Il medico di famiglia ha deciso di lasciare il servizio pubblico. Come racconta al Corriere, quanto accaduto a un’anziana paziente lo ha portato a prendere una decisione che “covava” da tempo

Foto dal sito del dottor Campiglia

Foto dal sito del dottor Campiglia

Medico di famiglia per 30 anni a Busto Arsizio. Ma dallo scorso aprile ha detto basta.
Una decisione che il dottor Carlo Campiglia “covava” da tempo, a causa di quello che definisce il «declino di una professione diventata una questione perlopiù formale». Ma che ha preso in via definitiva dopo la dolorosa vicenda di una anziana paziente, Anna.

La racconta lui stesso in un’intervista pubblicata oggi sul dorso milanese del Corriere della Sera. Il medico aveva visitato la donna a febbraio: «Noto che respira male. Decido di mandarla al pronto soccorso per altri accertamenti che io, senza strumenti e a casa della paziente, non ero in grado di fare». Il dottor Campiglia spiega che «da Gallarate viene rimandata a casa senza essere ricoverata, tra la disperazione del figlio e la mia incredulità. Insisto e la faccio portare a Busto Arsizio, poi a Legnano. In entrambi i casi, lo stesso esito».

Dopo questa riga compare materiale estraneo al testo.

//! Cache statistics and metrics tracking

use std::sync::atomic::{AtomicU64, Ordering};
use std::sync::Arc;

/// Statistics for cache performance monitoring
#[derive(Debug, Clone, Default, PartialEq, Eq)]
pub struct CacheStats {
    /// Entries currently tracked by the expiry index
    pub tracked: usize,

    /// Lookups that returned a live entry
    pub hits: u64,

    /// Lookups that found nothing, an expired entry, or an unreadable entry
    pub misses: u64,

    /// Successful writes
    pub inserts: u64,

    /// Explicit invalidations
    pub invalidations: u64,

    /// Expired entries removed, lazily or by a sweep
    pub expirations: u64,

    /// Completed sweep passes
    pub sweeps: u64,
}

impl CacheStats {
    /// Calculate hit rate (hits / total lookups)
    pub fn hit_rate(&self) -> f64 {
        let total = self.total_lookups();
        if total == 0 {
            0.0
        } else {
            self.hits as f64 / total as f64
        }
    }

    /// Total number of lookups (hits + misses)
    pub fn total_lookups(&self) -> u64 {
        self.hits + self.misses
    }
}

/// Lock-free counters behind [`CacheStats`].
#[derive(Debug, Clone, Default)]
pub(crate) struct MetricsCollector {
    hits: Arc<AtomicU64>,
    misses: Arc<AtomicU64>,
    inserts: Arc<AtomicU64>,
    invalidations: Arc<AtomicU64>,
    expirations: Arc<AtomicU64>,
    sweeps: Arc<AtomicU64>,
}

impl MetricsCollector {
    pub(crate) fn record_hit(&self) {
        self.hits.fetch_add(1, Ordering::Relaxed);
    }

    pub(crate) fn record_miss(&self) {
        self.misses.fetch_add(1, Ordering::Relaxed);
    }

    pub(crate) fn record_insert(&self) {
        self.inserts.fetch_add(1, Ordering::Relaxed);
    }

    pub(crate) fn record_invalidation(&self) {
        self.invalidations.fetch_add(1, Ordering::Relaxed);
    }

    pub(crate) fn record_expirations(&self, count: u64) {
        self.expirations.fetch_add(count, Ordering::Relaxed);
    }

    pub(crate) fn record_sweep(&self) {
        self.sweeps.fetch_add(1, Ordering::Relaxed);
    }

    pub(crate) fn snapshot(&self, tracked: usize) -> CacheStats {
        CacheStats {
            tracked,
            hits: self.hits.load(Ordering::Relaxed),
            misses: self.misses.load(Ordering::Relaxed),
            inserts: self.inserts.load(Ordering::Relaxed),
            invalidations: self.invalidations.load(Ordering::Relaxed),
            expirations: self.expirations.load(Ordering::Relaxed),
            sweeps: self.sweeps.load(Ordering::Relaxed),
        }
    }
}

#[cfg(test)]
mod tests {
    use super::*;

    /// Validates the hit rate calculation.
    ///
    /// Assertions:
    /// - Ensures 80 hits out of 100 lookups yields 0.8.
    /// - Confirms an empty snapshot reports 0.0 instead of dividing by zero.
    #[test]
    fn test_hit_rate_calculation() {
        let stats = CacheStats { hits: 80, misses: 20, ..Default::default() };
        assert!((stats.hit_rate() - 0.8).abs() < 1e-10);
        assert_eq!(stats.total_lookups(), 100);
        assert!(CacheStats::default().hit_rate().abs() < f64::EPSILON);
    }

    #[test]
    fn test_collector_snapshot() {
        let collector = MetricsCollector::default();
        collector.record_hit();
        collector.record_miss();
        collector.record_miss();
        collector.record_insert();
        collector.record_expirations(3);
        collector.record_sweep();

        let stats = collector.clone().snapshot(4);
        assert_eq!(stats.tracked, 4);
        assert_eq!(stats.hits, 1);
        assert_eq!(stats.misses, 2);
        assert_eq!(stats.inserts, 1);
        assert_eq!(stats.expirations, 3);
        assert_eq!(stats.sweeps, 1);
    }
}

A quel punto il figlio si rivolge ad alcune rsa private, ma non trova disponibilità. «Pochi giorni dopo Anna muore sul divano di casa sua – afferma il medico – non sappiamo se per colpa del ritorno del tumore o per un’altra malattia».
Sulle pagine del Corriere, il medico si dice «schifato» dalla vicenda, che lo ha convinto a lasciare il servizio pubblico e a lavorare solo come dermatologo.

«Non mi ritrovavo più in quel ruolo: lavorare sempre al pc, perdere il contatto con i pazienti... Io volevo fare il medico», l’amara riflessione.
L’intervista ha ottenuto un’importante attenzione da altre testate e televisioni: «Ma io volevo dare luce a questo episodio, non essere autoreferenziale – spiega il dottor Campiglia –. Una presa di coscienza collettiva fa bene».